Delaware recently amended its data breach notification laws through House Bill 180, which now expands the definition of breach and personal information. It is now among 14 states to impose explicit data security obligations on businesses. While revisions to the law are in some ways more stringent, they are also more balanced by including a risk of harm requirement.

Under the amended law, which will go into effect on April 14, 2018, the definition of breach has been expanded to include not only unauthorized acquisition, but also disclosure of electronic or paper files, media, databases or other data.  The law also broadens the scope of personal information to include user name or email address, in combination with a password or security question, and answer medical information, and unique biometric data.

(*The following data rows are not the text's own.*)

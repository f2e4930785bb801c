//! Stream decoder: `.mesh` bytes -> [`ModelAsset`].
//!
//! The decoder walks `Unopened -> HeaderValidated -> MeshParsed* -> Ready`.
//! Any structural failure moves it to `Failed` and the whole asset is
//! abandoned; there is no partial result.

use std::io::Read;

use bytemuck::Pod;
use glam::Mat4;

use super::{
    AssetHeader, BinarySerializable, BoneRecord, DEFAULT_SHADER, FACE_SIZE, MAGIC_NUMBER,
    MATRIX_SIZE, MeshRecord, ModelAsset, NO_PARENT, Skeleton, VertexRecord,
};
use crate::FormatError;

/// Upper bound on one allocation step while reading a record array
const READ_CHUNK_BYTES: usize = 64 * 1024;

/// Progress of a [`ModelDecoder`]
#[derive(Debug, Clone, Copy, PartialEq, Eq)]
pub enum DecodeState {
    Unopened,
    HeaderValidated { mesh_count: u32 },
    MeshParsed { parsed: u32, mesh_count: u32 },
    Ready,
    Failed,
}

impl DecodeState {
    fn label(&self) -> &'static str {
        match self {
            Self::Unopened => "unopened",
            Self::HeaderValidated { .. } => "header-validated",
            Self::MeshParsed { .. } => "mid-asset",
            Self::Ready => "ready",
            Self::Failed => "failed",
        }
    }
}

/// Incremental reader for one `.mesh` stream.
///
/// `asset_name` replaces mesh names stored with length 0.
pub struct ModelDecoder<R> {
    reader: R,
    asset_name: String,
    state: DecodeState,
    budget: Option<u64>,
}

impl<R: Read> ModelDecoder<R> {
    pub fn new(reader: R, asset_name: impl Into<String>) -> Self {
        Self {
            reader,
            asset_name: asset_name.into(),
            state: DecodeState::Unopened,
            budget: None,
        }
    }

    /// Cap the number of bytes the decoder may consume.
    ///
    /// Counts are checked against the remaining budget before anything is
    /// allocated for them.
    pub fn with_budget(mut self, max_bytes: u64) -> Self {
        self.budget = Some(max_bytes);
        self
    }

    pub fn state(&self) -> DecodeState {
        self.state
    }

    /// Bytes the decoder may still consume, if a budget was set
    pub fn remaining_budget(&self) -> Option<u64> {
        self.budget
    }

    /// Read and check the header. The mesh count is only read once the magic
    /// byte has matched.
    pub fn read_header(&mut self) -> Result<AssetHeader, FormatError> {
        if self.state != DecodeState::Unopened {
            return Err(self.invalid("read the header"));
        }
        let result = self.read_header_inner();
        self.track(result)
    }

    /// Read the next mesh, or `None` once every mesh has been read
    pub fn next_mesh(&mut self) -> Result<Option<MeshRecord>, FormatError> {
        let (parsed, mesh_count) = match self.state {
            DecodeState::HeaderValidated { mesh_count } => (0, mesh_count),
            DecodeState::MeshParsed { parsed, mesh_count } => (parsed, mesh_count),
            DecodeState::Ready => return Ok(None),
            _ => return Err(self.invalid("read a mesh")),
        };

        if parsed == mesh_count {
            self.state = DecodeState::Ready;
            return Ok(None);
        }

        let result = self.read_mesh();
        let mesh = self.track(result)?;
        self.state = DecodeState::MeshParsed {
            parsed: parsed + 1,
            mesh_count,
        };
        Ok(Some(mesh))
    }

    /// Read the whole asset
    pub fn decode(&mut self) -> Result<ModelAsset, FormatError> {
        if self.state == DecodeState::Unopened {
            self.read_header()?;
        }
        let mut meshes = Vec::new();
        while let Some(mesh) = self.next_mesh()? {
            meshes.push(mesh);
        }
        Ok(ModelAsset::new(meshes))
    }

    pub fn into_inner(self) -> R {
        self.reader
    }

    // =========================================================================
    // Grammar
    // =========================================================================

    fn read_header_inner(&mut self) -> Result<AssetHeader, FormatError> {
        let mut bytes = [0u8; AssetHeader::SIZE];
        self.read_bytes(&mut bytes[..1], "magic number")?;
        if bytes[0] != MAGIC_NUMBER {
            return Err(FormatError::BadMagic {
                found: bytes[0],
                expected: MAGIC_NUMBER,
            });
        }
        self.read_bytes(&mut bytes[1..], "mesh count")?;
        let header = AssetHeader::deserialize(&bytes).ok_or(FormatError::Truncated {
            what: "asset header",
        })?;

        self.state = DecodeState::HeaderValidated {
            mesh_count: header.mesh_count,
        };
        tracing::debug!("'{}': {} meshes", self.asset_name, header.mesh_count);
        Ok(header)
    }

    fn read_mesh(&mut self) -> Result<MeshRecord, FormatError> {
        let mut name = self.read_str("mesh name")?;
        if name.is_empty() {
            name = self.asset_name.clone();
        }

        let mut shader = self.read_str("shader name")?;
        if shader.is_empty() {
            shader = DEFAULT_SHADER.to_string();
        }

        let material_index = self.read_u32("material index")?;

        let bone_count = self.read_u32("bone count")?;
        self.check_budget(
            bone_count as u64 * (1 + 2 * MATRIX_SIZE as u64 + 4),
            "bone table",
        )?;
        let mut bones = Vec::new();
        for _ in 0..bone_count {
            bones.push(self.read_bone()?);
        }

        let vertex_count = self.read_u32("vertex count")?;
        if vertex_count == 0 {
            return Err(FormatError::NoVertices { mesh: name });
        }
        let vertices: Vec<VertexRecord> = self.read_array(
            vertex_count,
            <VertexRecord as BinarySerializable>::SIZE,
            "vertices",
            "vertex array",
        )?;

        let face_count = self.read_u32("face count")?;
        if face_count == 0 {
            return Err(FormatError::NoFaces { mesh: name });
        }
        let faces: Vec<[u32; 3]> = self.read_array(face_count, FACE_SIZE, "faces", "face array")?;

        let mesh = MeshRecord {
            name,
            shader,
            material_index,
            skeleton: Skeleton::new(bones),
            vertices,
            faces,
        };
        mesh.validate()?;

        tracing::debug!(
            "mesh '{}': {} bones, {} vertices, {} faces",
            mesh.name,
            bone_count,
            vertex_count,
            face_count
        );
        Ok(mesh)
    }

    fn read_bone(&mut self) -> Result<BoneRecord, FormatError> {
        let name = self.read_str("bone name")?;
        let offset = self.read_matrix("bone offset matrix")?;
        let transform = self.read_matrix("bone transform")?;
        let parent = self.read_i32("bone parent index")?;

        // Range is checked by Skeleton::validate once the table is complete
        let parent = if parent == NO_PARENT {
            None
        } else {
            Some(parent as u32)
        };

        Ok(BoneRecord {
            name,
            offset,
            transform,
            parent,
        })
    }

    // =========================================================================
    // Primitive reads
    // =========================================================================

    fn read_bytes(&mut self, buf: &mut [u8], what: &'static str) -> Result<(), FormatError> {
        self.check_budget(buf.len() as u64, what)?;
        self.reader
            .read_exact(buf)
            .map_err(|e| FormatError::from_read(e, what))?;
        if let Some(remaining) = self.budget.as_mut() {
            *remaining -= buf.len() as u64;
        }
        Ok(())
    }

    fn read_u8(&mut self, what: &'static str) -> Result<u8, FormatError> {
        let mut b = [0u8; 1];
        self.read_bytes(&mut b, what)?;
        Ok(b[0])
    }

    fn read_u32(&mut self, what: &'static str) -> Result<u32, FormatError> {
        let mut b = [0u8; 4];
        self.read_bytes(&mut b, what)?;
        Ok(u32::from_ne_bytes(b))
    }

    fn read_i32(&mut self, what: &'static str) -> Result<i32, FormatError> {
        let mut b = [0u8; 4];
        self.read_bytes(&mut b, what)?;
        Ok(i32::from_ne_bytes(b))
    }

    fn read_matrix(&mut self, what: &'static str) -> Result<Mat4, FormatError> {
        let mut cols = [0f32; 16];
        self.read_bytes(bytemuck::cast_slice_mut(&mut cols), what)?;
        Ok(Mat4::from_cols_array(&cols))
    }

    fn read_str(&mut self, what: &'static str) -> Result<String, FormatError> {
        let len = self.read_u8(what)? as usize;
        if len == 0 {
            return Ok(String::new());
        }
        let mut bytes = vec![0u8; len];
        self.read_bytes(&mut bytes, what)?;
        String::from_utf8(bytes).map_err(|_| FormatError::InvalidUtf8 { what })
    }

    // =========================================================================
    // Bookkeeping
    // =========================================================================

    fn check_budget(&self, requested: u64, what: &'static str) -> Result<(), FormatError> {
        match self.budget {
            Some(remaining) if requested > remaining => Err(FormatError::BudgetExceeded {
                what,
                requested,
                remaining,
            }),
            _ => Ok(()),
        }
    }

    /// Read `count` records of `size` bytes each.
    ///
    /// The whole array is checked against the budget up front, but storage
    /// only grows in steps of at most [`READ_CHUNK_BYTES`] as the bytes
    /// arrive. A count the stream cannot back ends in `Truncated` after one
    /// step instead of committing memory for every record.
    fn read_array<T: Pod>(
        &mut self,
        count: u32,
        size: usize,
        what: &'static str,
        array: &'static str,
    ) -> Result<Vec<T>, FormatError> {
        debug_assert_eq!(size, std::mem::size_of::<T>());
        self.check_budget(count as u64 * size as u64, what)?;

        let count = count as usize;
        let step = (READ_CHUNK_BYTES / size).max(1);
        let mut items: Vec<T> = Vec::new();
        while items.len() < count {
            let start = items.len();
            let n = step.min(count - start);
            items
                .try_reserve(n)
                .map_err(|_| FormatError::AllocationRejected {
                    what,
                    count: count as u64,
                })?;
            items.resize(start + n, T::zeroed());
            self.read_bytes(bytemuck::cast_slice_mut(&mut items[start..]), array)?;
        }
        Ok(items)
    }

    fn track<T>(&mut self, result: Result<T, FormatError>) -> Result<T, FormatError> {
        if result.is_err() {
            self.state = DecodeState::Failed;
        }
        result
    }

    fn invalid(&self, action: &'static str) -> FormatError {
        FormatError::InvalidState {
            state: self.state.label(),
            action,
        }
    }
}
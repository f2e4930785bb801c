//! Top-level asset loader.
//!
//! `ModelLoader::open("crate")` reads `assets/crate/crate.mesh`, resolves a
//! material per mesh, hands each mesh to the GPU uploader and reads the
//! optional `assets/crate/crate.meta`.
//!
//! Failure policy:
//! - structural stream errors abort the whole asset
//! - a material failure degrades that one mesh
//! - a metadata failure only drops the metadata

use std::fs::File;
use std::io::{BufReader, Read};
use std::path::Path;

use crate::collaborators::{GpuUploader, MaterialRequest, MaterialResolver};
use crate::formats::{MeshRecord, ModelDecoder, Skeleton};
use crate::{LoadError, LoaderConfig, ModelMetadata};

/// Material outcome for one mesh
#[derive(Debug, Clone, PartialEq)]
pub enum MeshMaterial<M> {
    /// Shader and textures resolved
    Resolved(M),
    /// Textures failed; bare material on the same shader
    Fallback(M),
    /// Nothing could be resolved; the mesh is kept but not drawn
    Placeholder,
}

impl<M> MeshMaterial<M> {
    pub fn get(&self) -> Option<&M> {
        match self {
            Self::Resolved(m) | Self::Fallback(m) => Some(m),
            Self::Placeholder => None,
        }
    }

    pub fn is_placeholder(&self) -> bool {
        matches!(self, Self::Placeholder)
    }
}

/// A decoded mesh with its material and device buffers
#[derive(Debug)]
pub struct LoadedMesh<M, B> {
    pub record: MeshRecord,
    pub material: MeshMaterial<M>,
    pub buffers: B,
    pub visible: bool,
}

impl<M, B> LoadedMesh<M, B> {
    pub fn name(&self) -> &str {
        &self.record.name
    }

    pub fn skeleton(&self) -> &Skeleton {
        &self.record.skeleton
    }

    /// Visible and carrying a usable material
    pub fn is_renderable(&self) -> bool {
        self.visible && !self.material.is_placeholder()
    }
}

/// A fully loaded asset
#[derive(Debug)]
pub struct LoadedModel<M, B> {
    pub name: String,
    pub meshes: Vec<LoadedMesh<M, B>>,
    /// `None` when the `.meta` file is absent, disabled or malformed
    pub metadata: Option<ModelMetadata>,
}

impl<M, B> LoadedModel<M, B> {
    pub fn mesh(&self, name: &str) -> Option<&LoadedMesh<M, B>> {
        self.meshes.iter().find(|m| m.name() == name)
    }
}

/// Loads `.mesh` assets using injected material and GPU capabilities
pub struct ModelLoader<'a, R, G> {
    config: LoaderConfig,
    materials: &'a mut R,
    gpu: &'a mut G,
}

impl<'a, R, G> ModelLoader<'a, R, G>
where
    R: MaterialResolver,
    G: GpuUploader,
{
    pub fn new(config: LoaderConfig, materials: &'a mut R, gpu: &'a mut G) -> Self {
        Self {
            config,
            materials,
            gpu,
        }
    }

    pub fn config(&self) -> &LoaderConfig {
        &self.config
    }

    /// Load the asset stored under `<asset_dir>/<name>/`
    pub fn open(&mut self, name: &str) -> Result<LoadedModel<R::Material, G::Buffers>, LoadError> {
        let path = self.config.mesh_path(name);

        let file = File::open(&path).map_err(|source| LoadError::Open {
            path: path.clone(),
            source,
        })?;
        let size = file
            .metadata()
            .map_err(|source| LoadError::Open {
                path: path.clone(),
                source,
            })?
            .len();

        if let Some(limit) = self.config.max_asset_bytes.filter(|&limit| size > limit) {
            return Err(LoadError::TooLarge { path, size, limit });
        }

        let mut model = self.decode(name, &path, BufReader::new(file), size)?;

        if self.config.load_metadata {
            model.metadata = self.read_metadata(name);
        }

        tracing::info!("Loaded '{}': {} meshes", name, model.meshes.len());
        Ok(model)
    }

    /// Load an asset from an arbitrary stream.
    ///
    /// `source` is only used in error messages. No metadata is read.
    pub fn load_from_reader<S: Read>(
        &mut self,
        name: &str,
        source: &Path,
        reader: S,
    ) -> Result<LoadedModel<R::Material, G::Buffers>, LoadError> {
        let budget = self.config.max_asset_bytes.unwrap_or(u64::MAX);
        self.decode(name, source, reader, budget)
    }

    fn decode<S: Read>(
        &mut self,
        name: &str,
        path: &Path,
        reader: S,
        budget: u64,
    ) -> Result<LoadedModel<R::Material, G::Buffers>, LoadError> {
        let asset = ModelDecoder::new(reader, name)
            .with_budget(budget)
            .decode()
            .map_err(|source| LoadError::Format {
                path: path.to_path_buf(),
                source,
            })?;

        let texture_dir = self.config.texture_path(name);
        let meshes = asset
            .meshes
            .into_iter()
            .map(|record| {
                let material = self.resolve_material(&record, &texture_dir);
                let buffers = self.gpu.upload(&record);
                LoadedMesh {
                    record,
                    material,
                    buffers,
                    visible: true,
                }
            })
            .collect();

        Ok(LoadedModel {
            name: name.to_string(),
            meshes,
            metadata: None,
        })
    }

    fn resolve_material(
        &mut self,
        mesh: &MeshRecord,
        texture_dir: &Path,
    ) -> MeshMaterial<R::Material> {
        let request = MaterialRequest {
            shader: &mesh.shader,
            directory: texture_dir,
            name: &mesh.name,
        };

        match self.materials.resolve(&request) {
            Ok(material) => MeshMaterial::Resolved(material),
            Err(err) => {
                tracing::warn!("couldn't load material for mesh '{}': {}", mesh.name, err);
                match self.materials.fallback(&mesh.shader) {
                    Some(material) => MeshMaterial::Fallback(material),
                    None => {
                        tracing::warn!(
                            "couldn't find shader '{}', mesh '{}' will not be drawn",
                            mesh.shader,
                            mesh.name
                        );
                        MeshMaterial::Placeholder
                    }
                }
            }
        }
    }

    fn read_metadata(&self, name: &str) -> Option<ModelMetadata> {
        let path = self.config.meta_path(name);
        if !path.exists() {
            tracing::debug!("no metadata at {}", path.display());
            return None;
        }
        match ModelMetadata::load(&path) {
            Ok(meta) => Some(meta),
            Err(err) => {
                tracing::warn!("ignoring metadata {}: {}", path.display(), err);
                None
            }
        }
    }
}
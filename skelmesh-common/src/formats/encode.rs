//! Stream encoder: [`ModelAsset`] -> `.mesh` bytes.

use std::io::Write;

use glam::Mat4;

use super::{AssetHeader, DEFAULT_SHADER, MAX_NAME_LEN, MeshRecord, ModelAsset, VERTEX_RECORD_SIZE};
use crate::FormatError;

/// Encode a complete asset into memory.
///
/// Every mesh is validated before its bytes are produced, so an error never
/// leaves a partially-correct stream behind.
pub fn encode_model_asset(asset: &ModelAsset) -> Result<Vec<u8>, FormatError> {
    let mut out = Vec::with_capacity(estimated_size(asset));

    out.extend_from_slice(&AssetHeader::new(asset.meshes.len() as u32).to_bytes());
    for mesh in &asset.meshes {
        encode_mesh(&mut out, mesh)?;
    }

    Ok(out)
}

/// Encode an asset and write it with a single `write_all`
pub fn write_model_asset<W: Write>(w: &mut W, asset: &ModelAsset) -> Result<(), FormatError> {
    let bytes = encode_model_asset(asset)?;
    w.write_all(&bytes)?;
    w.flush()?;
    Ok(())
}

fn encode_mesh(out: &mut Vec<u8>, mesh: &MeshRecord) -> Result<(), FormatError> {
    mesh.validate()?;

    let shader = if mesh.shader.is_empty() {
        DEFAULT_SHADER
    } else {
        mesh.shader.as_str()
    };

    write_str(out, &mesh.name, "mesh name")?;
    write_str(out, shader, "shader name")?;
    out.extend_from_slice(&mesh.material_index.to_ne_bytes());

    // Bones
    out.extend_from_slice(&(mesh.skeleton.len() as u32).to_ne_bytes());
    for bone in mesh.skeleton.bones() {
        write_str(out, &bone.name, "bone name")?;
        write_matrix(out, &bone.offset);
        write_matrix(out, &bone.transform);
        out.extend_from_slice(&bone.parent_index().to_ne_bytes());
    }

    // Vertices
    out.extend_from_slice(&(mesh.vertices.len() as u32).to_ne_bytes());
    out.extend_from_slice(bytemuck::cast_slice(&mesh.vertices));

    // Faces
    out.extend_from_slice(&(mesh.faces.len() as u32).to_ne_bytes());
    out.extend_from_slice(bytemuck::cast_slice(&mesh.faces));

    Ok(())
}

/// Length-prefixed string: one length byte, raw bytes, no terminator
fn write_str(out: &mut Vec<u8>, s: &str, what: &'static str) -> Result<(), FormatError> {
    let len = s.len();
    if len > MAX_NAME_LEN {
        return Err(FormatError::NameTooLong {
            what,
            name: s.to_string(),
            len,
        });
    }
    out.push(len as u8);
    out.extend_from_slice(s.as_bytes());
    Ok(())
}

fn write_matrix(out: &mut Vec<u8>, m: &Mat4) {
    out.extend_from_slice(bytemuck::cast_slice(&m.to_cols_array()));
}

fn estimated_size(asset: &ModelAsset) -> usize {
    AssetHeader::SIZE
        + asset
            .meshes
            .iter()
            .map(|m| {
                2 * (1 + MAX_NAME_LEN)
                    + 16
                    + m.skeleton.len() * (1 + MAX_NAME_LEN + 2 * super::MATRIX_SIZE + 4)
                    + m.vertices.len() * VERTEX_RECORD_SIZE
                    + m.faces.len() * super::FACE_SIZE
            })
            .sum::<usize>()
}

#[cfg(test)]
mod tests {
    use super::*;
    use crate::formats::{BoneRecord, Skeleton, VertexRecord};

    fn quad(name: &str) -> MeshRecord {
        let mut mesh = MeshRecord::new(name);
        mesh.vertices = vec![VertexRecord::default(); 4];
        mesh.faces = vec![[0, 1, 2], [2, 1, 3]];
        mesh
    }

    #[test]
    fn test_header_and_names() {
        let bytes = encode_model_asset(&ModelAsset::new(vec![quad("q")])).unwrap();

        assert_eq!(bytes[0], 236);
        assert_eq!(&bytes[1..5], &1u32.to_ne_bytes());
        // name
        assert_eq!(bytes[5], 1);
        assert_eq!(bytes[6], b'q');
        // shader defaults to "default"
        assert_eq!(bytes[7], 7);
        assert_eq!(&bytes[8..15], b"default");
    }

    #[test]
    fn test_explicit_shader_is_kept() {
        let mut mesh = quad("q");
        mesh.shader = "skinned".to_string();
        let bytes = encode_model_asset(&ModelAsset::new(vec![mesh])).unwrap();
        assert_eq!(bytes[7], 7);
        assert_eq!(&bytes[8..15], b"skinned");
    }

    #[test]
    fn test_bone_layout() {
        let mut mesh = quad("q");
        let offset = Mat4::from_translation(glam::Vec3::new(1.0, 2.0, 3.0));
        mesh.skeleton = Skeleton::new(vec![BoneRecord::new("b", offset, Mat4::IDENTITY, None)]);
        let bytes = encode_model_asset(&ModelAsset::new(vec![mesh])).unwrap();

        // 5 header + 2 name + 8 shader + 4 material
        let mut at = 19;
        assert_eq!(&bytes[at..at + 4], &1u32.to_ne_bytes());
        at += 4;
        assert_eq!(&bytes[at..at + 2], &[1, b'b']);
        at += 2;
        // translation lives in column 3 of a column-major matrix
        let tx = f32::from_ne_bytes(bytes[at + 48..at + 52].try_into().unwrap());
        assert_eq!(tx, 1.0);
        at += 128;
        assert_eq!(&bytes[at..at + 4], &(-1i32).to_ne_bytes());
    }

    #[test]
    fn test_long_name_rejected() {
        let mesh = quad(&"x".repeat(256));
        let err = encode_model_asset(&ModelAsset::new(vec![mesh])).unwrap_err();
        assert!(matches!(err, FormatError::NameTooLong { len: 256, .. }));
    }

    #[test]
    fn test_255_byte_name_accepted() {
        let mesh = quad(&"x".repeat(255));
        assert!(encode_model_asset(&ModelAsset::new(vec![mesh])).is_ok());
    }

    #[test]
    fn test_no_partial_stream_on_error() {
        let mut bad = quad("bad");
        bad.faces.clear();
        let asset = ModelAsset::new(vec![quad("good"), bad]);

        let mut sink = Vec::new();
        assert!(write_model_asset(&mut sink, &asset).is_err());
        assert!(sink.is_empty());
    }

    #[test]
    fn test_estimate_covers_output() {
        let asset = ModelAsset::new(vec![quad("a"), quad("b")]);
        let bytes = encode_model_asset(&asset).unwrap();
        assert!(estimated_size(&asset) >= bytes.len());
    }
}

The amended law includes a risk of harm requirement which means that notice is not required if it can be established that the breach is unlikely to result in harm to the individual.  Otherwise, notice is required not later than 60 days after the discovery of the breach.  Further, if the affected class of Delaware residents to be notified exceeds 500 residents, the Attorney General must be notified of the breach.

Finally, if the breach of security includes a complete social security number, the law requires that identify theft prevention and mitigation services be provided unless it can be determined that the breach of security is unlikely to result in harm to the individuals whose personal information was breached.

Footnote: Drinker Biddle, working on behalf of firm clients and with other interested stakeholders, engaged in lobbying efforts during passage of this bill.